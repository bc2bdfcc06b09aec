//! Time source for expiry decisions.

use std::time::{SystemTime, UNIX_EPOCH};

/// Wall-clock time in milliseconds since the Unix epoch.
pub trait Clock: Send + Sync {
    /// The current time.
    fn now_millis(&self) -> i64;
}

/// The system clock.
#[derive(Debug, Clone, Copy, Default)]
pub struct SystemClock;

impl Clock for SystemClock {
    fn now_millis(&self) -> i64 {
        SystemTime::now()
            .duration_since(UNIX_EPOCH)
            .map_or(0, |d| i64::try_from(d.as_millis()).unwrap_or(i64::MAX))
    }
}
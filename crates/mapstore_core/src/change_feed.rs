//! Change feed for observing committed transactions.
//!
//! Each [`crate::MapStorage`] owns one feed. After a transaction's batch has
//! been applied to the backend, one event per touched key is emitted, in
//! batch order. Rolled back transactions emit nothing.
//!
//! # Usage
//!
//! ```rust,ignore
//! let receiver = storage.subscribe();
//!
//! std::thread::spawn(move || {
//!     while let Ok(event) = receiver.recv() {
//!         println!("{} {:?} {}", event.kind, event.change_type, event.key);
//!     }
//! });
//! ```

use crate::types::TransactionId;
use mapstore_storage::AppliedKind;
use parking_lot::RwLock;
use std::sync::atomic::{AtomicU64, Ordering};
use std::sync::mpsc::{self, Receiver, Sender};

/// Type of change event.
#[derive(Debug, Clone, Copy, PartialEq, Eq)]
pub enum ChangeType {
    /// Entity was inserted (no previous version existed).
    Insert,
    /// Entity was replaced.
    Update,
    /// Entity was deleted.
    Delete,
}

impl From<AppliedKind> for ChangeType {
    fn from(kind: AppliedKind) -> Self {
        match kind {
            AppliedKind::Inserted => Self::Insert,
            AppliedKind::Replaced => Self::Update,
            AppliedKind::Removed => Self::Delete,
        }
    }
}

/// A single change event from the change feed.
#[derive(Debug, Clone, PartialEq, Eq)]
pub struct ChangeEvent {
    /// Feed-wide sequence number, starting at 1.
    pub sequence: u64,
    /// The committing transaction.
    pub txid: TransactionId,
    /// Entity kind name.
    pub kind: String,
    /// Key, rendered through the storage's key converter.
    pub key: String,
    /// Type of change.
    pub change_type: ChangeType,
}

/// A change feed that distributes committed changes to subscribers.
pub struct ChangeFeed {
    subscribers: RwLock<Vec<Sender<ChangeEvent>>>,
    history: RwLock<Vec<ChangeEvent>>,
    max_history: usize,
    next_sequence: AtomicU64,
}

impl ChangeFeed {
    /// Creates a new change feed.
    pub fn new() -> Self {
        Self::with_max_history(10_000)
    }

    /// Creates a change feed with a specific history limit.
    pub fn with_max_history(max_history: usize) -> Self {
        Self {
            subscribers: RwLock::new(Vec::new()),
            history: RwLock::new(Vec::new()),
            max_history,
            next_sequence: AtomicU64::new(1),
        }
    }

    /// Subscribes to the change feed.
    ///
    /// Returns a receiver that will receive all future change events.
    pub fn subscribe(&self) -> Receiver<ChangeEvent> {
        let (tx, rx) = mpsc::channel();
        self.subscribers.write().push(tx);
        rx
    }

    /// Emits the changes of one commit, assigning consecutive sequence
    /// numbers.
    pub fn publish<I>(&self, txid: TransactionId, kind: &str, changes: I)
    where
        I: IntoIterator<Item = (String, ChangeType)>,
    {
        for (key, change_type) in changes {
            let sequence = self.next_sequence.fetch_add(1, Ordering::SeqCst);
            self.emit(ChangeEvent {
                sequence,
                txid,
                kind: kind.to_string(),
                key,
                change_type,
            });
        }
    }

    fn emit(&self, event: ChangeEvent) {
        {
            let mut history = self.history.write();
            history.push(event.clone());
            if history.len() > self.max_history {
                let to_remove = history.len() - self.max_history;
                history.drain(0..to_remove);
            }
        }

        // Disconnected subscribers are dropped here.
        let mut subscribers = self.subscribers.write();
        subscribers.retain(|tx| tx.send(event.clone()).is_ok());
    }

    /// Returns events with sequence > cursor, up to limit.
    pub fn poll(&self, cursor: u64, limit: usize) -> Vec<ChangeEvent> {
        let history = self.history.read();
        history
            .iter()
            .filter(|e| e.sequence > cursor)
            .take(limit)
            .cloned()
            .collect()
    }

    /// Returns the latest sequence number in history.
    pub fn latest_sequence(&self) -> u64 {
        self.history.read().last().map_or(0, |e| e.sequence)
    }

    /// Returns the number of active subscribers.
    pub fn subscriber_count(&self) -> usize {
        self.subscribers.read().len()
    }

    /// Returns the number of events in history.
    pub fn history_len(&self) -> usize {
        self.history.read().len()
    }
}

impl Default for ChangeFeed {
    fn default() -> Self {
        Self::new()
    }
}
- - -
--- EXERCISE REQUIREMENTS ---
The records above must be repeated exactly, every one of them.

--- ANSWER SECTION ---
repository bc2bdfcc06b09aec
//! Time source for expiry decisions.

use std::time::{SystemTime, UNIX_EPOCH};

/// Wall-clock time in milliseconds since the Unix epoch.
pub trait Clock: Send + Sync {
    /// The current time.
    fn now_millis(&self) -> i64;
}

/// The system clock.
#[derive(Debug, Clone, Copy, Default)]
pub struct SystemClock;

impl Clock for SystemClock {
    fn now_millis(&self) -> i64 {
        SystemTime::now()
            .duration_since(UNIX_EPOCH)
            .map_or(0, |d| i64::try_from(d.as_millis()).unwrap_or(i64::MAX))
    }
}
filename crates/mapstore_core/src/change_feed.rs
//! Change feed for observing committed transactions.
//!
//! Each [`crate::MapStorage`] owns one feed. After a transaction's batch has
//! been applied to the backend, one event per touched key is emitted, in
//! batch order. Rolled back transactions emit nothing.
//!
//! # Usage
//!
//! ```rust,ignore
//! let receiver = storage.subscribe();
//!
//! std::thread::spawn(move || {
//!     while let Ok(event) = receiver.recv() {
//!         println!("{} {:?} {}", event.kind, event.change_type, event.key);
//!     }
//! });
//! ```

use crate::types::TransactionId;
use mapstore_storage::AppliedKind;
use parking_lot::RwLock;
use std::sync::atomic::{AtomicU64, Ordering};
use std::sync::mpsc::{self, Receiver, Sender};

/// Type of change event.
#[derive(Debug, Clone, Copy, PartialEq, Eq)]
pub enum ChangeType {
    /// Entity was inserted (no previous version existed).
    Insert,
    /// Entity was replaced.
    Update,
    /// Entity was deleted.
    Delete,
}

impl From<AppliedKind> for ChangeType {
    fn from(kind: AppliedKind) -> Self {
        match kind {
            AppliedKind::Inserted => Self::Insert,
            AppliedKind::Replaced => Self::Update,
            AppliedKind::Removed => Self::Delete,
        }
    }
}

/// A single change event from the change feed.
#[derive(Debug, Clone, PartialEq, Eq)]
pub struct ChangeEvent {
    /// Feed-wide sequence number, starting at 1.
    pub sequence: u64,
    /// The committing transaction.
    pub txid: TransactionId,
    /// Entity kind name.
    pub kind: String,
    /// Key, rendered through the storage's key converter.
    pub key: String,
    /// Type of change.
    pub change_type: ChangeType,
}

/// A change feed that distributes committed changes to subscribers.
pub struct ChangeFeed {
    subscribers: RwLock<Vec<Sender<ChangeEvent>>>,
    history: RwLock<Vec<ChangeEvent>>,
    max_history: usize,
    next_sequence: AtomicU64,
}

impl ChangeFeed {
    /// Creates a new change feed.
    pub fn new() -> Self {
        Self::with_max_history(10_000)
    }

    /// Creates a change feed with a specific history limit.
    pub fn with_max_history(max_history: usize) -> Self {
        Self {
            subscribers: RwLock::new(Vec::new()),
            history: RwLock::new(Vec::new()),
            max_history,
            next_sequence: AtomicU64::new(1),
        }
    }

    /// Subscribes to the change feed.
    ///
    /// Returns a receiver that will receive all future change events.
    pub fn subscribe(&self) -> Receiver<ChangeEvent> {
        let (tx, rx) = mpsc::channel();
        self.subscribers.write().push(tx);
        rx
    }

    /// Emits the changes of one commit, assigning consecutive sequence
    /// numbers.
    pub fn publish<I>(&self, txid: TransactionId, kind: &str, changes: I)
    where
        I: IntoIterator<Item = (String, ChangeType)>,
    {
        for (key, change_type) in changes {
            let sequence = self.next_sequence.fetch_add(1, Ordering::SeqCst);
            self.emit(ChangeEvent {
                sequence,
                txid,
                kind: kind.to_string(),
                key,
                change_type,
            });
        }
    }

    fn emit(&self, event: ChangeEvent) {
        {
            let mut history = self.history.write();
            history.push(event.clone());
            if history.len() > self.max_history {
                let to_remove = history.len() - self.max_history;
                history.drain(0..to_remove);
            }
        }

        // Disconnected subscribers are dropped here.
        let mut subscribers = self.subscribers.write();
        subscribers.retain(|tx| tx.send(event.clone()).is_ok());
    }

    /// Returns events with sequence > cursor, up to limit.
    pub fn poll(&self, cursor: u64, limit: usize) -> Vec<ChangeEvent> {
        let history = self.history.read();
        history
            .iter()
            .filter(|e| e.sequence > cursor)
            .take(limit)
            .cloned()
            .collect()
    }

    /// Returns the latest sequence number in history.
    pub fn latest_sequence(&self) -> u64 {
        self.history.read().last().map_or(0, |e| e.sequence)
    }

    /// Returns the number of active subscribers.
    pub fn subscriber_count(&self) -> usize {
        self.subscribers.read().len()
    }

    /// Returns the number of events in history.
    pub fn history_len(&self) -> usize {
        self.history.read().len()
    }
}

impl Default for ChangeFeed {
    fn default() -> Self {
        Self::new()
    }
}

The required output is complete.